Charles P Felton National Tuberculosis Center, International Center for AIDS Care and Treatment Programs, Columbia University, New York, New York 10027, USA.
Int J Tuberc Lung Dis. 2013 Apr;17(4):473-9. doi: 10.5588/ijtld.12.0697.
An estimated 300 000 individuals are treated for latent tuberculosis infection (LTBI) in the United States and Canada annually. Little is known about the proportion or characteristics of those who decline treatment.
To define the proportion of individuals in various groups who accept LTBI treatment and to identify factors associated with non-acceptance of treatment.
Persons offered LTBI treatment at 30 clinics in 12 Tuberculosis Epidemiologic Studies Consortium sites were prospectively enrolled.

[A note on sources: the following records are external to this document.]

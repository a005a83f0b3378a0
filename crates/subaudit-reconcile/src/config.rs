//! Course settings and the per-assignment deadline table.

use std::fs;
use std::io;
use std::path::{Path, PathBuf};

use chrono::FixedOffset;
use serde::Deserialize;
use subaudit_core::{parse_reference_offset, GradingMode, Platform, Timestamp, TimestampError};
use thiserror::Error;

pub const DEFAULT_CONFIG_FILENAME: &str = "assignments.yaml";

#[derive(Debug, Error)]
pub enum ConfigError {
    #[error("reading {}", .path.display())]
    Read {
        path: PathBuf,
        #[source]
        source: io::Error,
    },
    #[error("parsing {}", .path.display())]
    Parse {
        path: PathBuf,
        #[source]
        source: serde_yaml::Error,
    },
    #[error("assignment {code}: deadline must be YYYY-MM-DDTHH:MM:SS in the reference offset")]
    Deadline {
        code: String,
        #[source]
        source: TimestampError,
    },
    #[error("course reference_offset is not a ±HH:MM offset")]
    ReferenceOffset(#[source] TimestampError),
    #[error("unknown assignment code {0:?}")]
    UnknownAssignment(String),
    #[error("assignment code {0:?} is listed more than once")]
    DuplicateAssignment(String),
}

fn default_repo_dir() -> PathBuf {
    PathBuf::from("Repos")
}

fn default_submissions_dir() -> PathBuf {
    PathBuf::from("submissions")
}

fn default_reference_offset() -> String {
    "+00:00".to_string()
}

fn default_pull() -> bool {
    true
}

#[derive(Debug, Clone, Deserialize)]
pub struct CourseSettings {
    /// Prepended to every account or team id to name its repository.
    pub folder_prefix: String,
    pub vcs_domain: String,
    pub vcs_context: String,
    pub platform: Platform,
    #[serde(default = "default_repo_dir")]
    pub repo_dir: PathBuf,
    #[serde(default = "default_submissions_dir")]
    pub submissions_dir: PathBuf,
    #[serde(default = "default_reference_offset")]
    pub reference_offset: String,
}

#[derive(Debug, Clone, Deserialize)]
pub struct AssignmentSpec {
    pub code: String,
    /// Submission folder name; doubles as the key results are stored under.
    pub alias: String,
    pub deadline: String,
    #[serde(default)]
    pub team: bool,
    #[serde(default = "default_pull")]
    pub pull: bool,
    #[serde(default)]
    pub whitelist: Option<PathBuf>,
    /// Team assignments only: one upload per team rather than per member.
    /// Defaults to on; individual team deliverables set it to false.
    #[serde(default)]
    pub group_submission: Option<bool>,
}

#[derive(Debug, Clone, Deserialize)]
pub struct AssignmentTable {
    pub course: CourseSettings,
    pub assignments: Vec<AssignmentSpec>,
}

/// Everything the engine needs about the course, with paths resolved.
#[derive(Debug, Clone)]
pub struct EngineSettings {
    pub store_dir: PathBuf,
    pub submissions_dir: PathBuf,
    pub repo_dir: PathBuf,
    pub folder_prefix: String,
    pub vcs_domain: String,
    pub vcs_context: String,
    pub platform: Platform,
    pub reference_offset: FixedOffset,
}

/// One assignment pass, ready to run.
#[derive(Debug, Clone, PartialEq, Eq)]
pub struct AssignmentJob {
    pub code: String,
    pub alias: String,
    pub deadline: Timestamp,
    pub mode: GradingMode,
    pub pull: bool,
    pub whitelist: Option<Vec<String>>,
    pub group_submission: bool,
}

impl AssignmentTable {
    pub fn load(path: &Path) -> Result<Self, ConfigError> {
        let raw = fs::read_to_string(path).map_err(|source| ConfigError::Read {
            path: path.to_path_buf(),
            source,
        })?;
        let table: Self = serde_yaml::from_str(&raw).map_err(|source| ConfigError::Parse {
            path: path.to_path_buf(),
            source,
        })?;
        table.validate()?;
        Ok(table)
    }

    /// Deadlines and the reference offset are checked up front so a bad table
    /// fails before any entity is touched.
    fn validate(&self) -> Result<(), ConfigError> {
        parse_reference_offset(&self.course.reference_offset).map_err(ConfigError::ReferenceOffset)?;
        let mut seen = std::collections::BTreeSet::new();
        for spec in &self.assignments {
            if !seen.insert(spec.code.as_str()) {
                return Err(ConfigError::DuplicateAssignment(spec.code.clone()));
            }
            spec.parsed_deadline()?;
        }
        Ok(())
    }

    pub fn assignment(&self, code: &str) -> Result<&AssignmentSpec, ConfigError> {
        self.assignments
            .iter()
            .find(|spec| spec.code == code)
            .ok_or_else(|| ConfigError::UnknownAssignment(code.to_string()))
    }

    pub fn engine_settings(&self, root: &Path) -> Result<EngineSettings, ConfigError> {
        let course = &self.course;
        Ok(EngineSettings {
            store_dir: root.to_path_buf(),
            submissions_dir: root.join(&course.submissions_dir),
            repo_dir: root.join(&course.repo_dir),
            folder_prefix: course.folder_prefix.clone(),
            vcs_domain: course.vcs_domain.clone(),
            vcs_context: course.vcs_context.clone(),
            platform: course.platform,
            reference_offset: parse_reference_offset(&course.reference_offset)
                .map_err(ConfigError::ReferenceOffset)?,
        })
    }

    /// Resolve `code` into a job. `pull` and `whitelist` override the table when given.
    pub fn job(
        &self,
        code: &str,
        root: &Path,
        pull: Option<bool>,
        whitelist: Option<&Path>,
    ) -> Result<AssignmentJob, ConfigError> {
        let spec = self.assignment(code)?;
        let whitelist_path = whitelist
            .map(Path::to_path_buf)
            .or_else(|| spec.whitelist.as_ref().map(|path| root.join(path)));
        let whitelist = match whitelist_path {
            Some(path) => load_whitelist(&path)?,
            None => None,
        };
        Ok(AssignmentJob {
            code: spec.code.clone(),
            alias: spec.alias.clone(),
            deadline: spec.parsed_deadline()?,
            mode: spec.mode(),
            pull: pull.unwrap_or(spec.pull),
            whitelist,
            group_submission: spec.group_submission(),
        })
    }
}

impl AssignmentSpec {
    pub fn parsed_deadline(&self) -> Result<Timestamp, ConfigError> {
        Timestamp::parse_canonical(&self.deadline).map_err(|source| ConfigError::Deadline {
            code: self.code.clone(),
            source,
        })
    }

    pub fn group_submission(&self) -> bool {
        self.team && self.group_submission.unwrap_or(true)
    }

    pub fn mode(&self) -> GradingMode {
        if self.team {
            GradingMode::Team
        } else {
            GradingMode::Individual
        }
    }
}

/// Newline-separated ids. A file that does not exist means "everyone".
pub fn load_whitelist(path: &Path) -> Result<Option<Vec<String>>, ConfigError> {
    match fs::read_to_string(path) {
        Ok(raw) => Ok(Some(
            raw.lines()
                .map(str::trim)
                .filter(|line| !line.is_empty())
                .map(str::to_string)
                .collect(),
        )),
        Err(err) if err.kind() == io::ErrorKind::NotFound => Ok(None),
        Err(source) => Err(ConfigError::Read {
            path: path.to_path_buf(),
            source,
        }),
    }
}

/// Where the workspace and its configuration live, taken from the environment.
#[derive(Debug, Clone)]
pub struct RunConfig {
    pub root: PathBuf,
    pub config_path: PathBuf,
}

impl RunConfig {
    pub fn from_env() -> Self {
        let root = std::env::var("SUBAUDIT_ROOT")
            .map(PathBuf::from)
            .unwrap_or_else(|_| PathBuf::from("."));
        let config_path = std::env::var("SUBAUDIT_CONFIG")
            .map(PathBuf::from)
            .unwrap_or_else(|_| root.join(DEFAULT_CONFIG_FILENAME));
        Self { root, config_path }
    }

    pub fn load_table(&self) -> Result<AssignmentTable, ConfigError> {
        AssignmentTable::load(&self.config_path)
    }
}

Multivariate regression models were constructed based on manual stepwise assessment of potential predictors.
Of 1692 participants enrolled from March 2007 to September 2008, 1515 (89.5%) accepted treatment and 177 (10.5%) declined. Predictors of acceptance included believing one could personally spread TB germs, having greater TB knowledge, finding clinic schedules convenient and having low acculturation. Predictors of non-acceptance included being a health care worker, being previously recommended for treatment and believing that taking medicines would be problematic.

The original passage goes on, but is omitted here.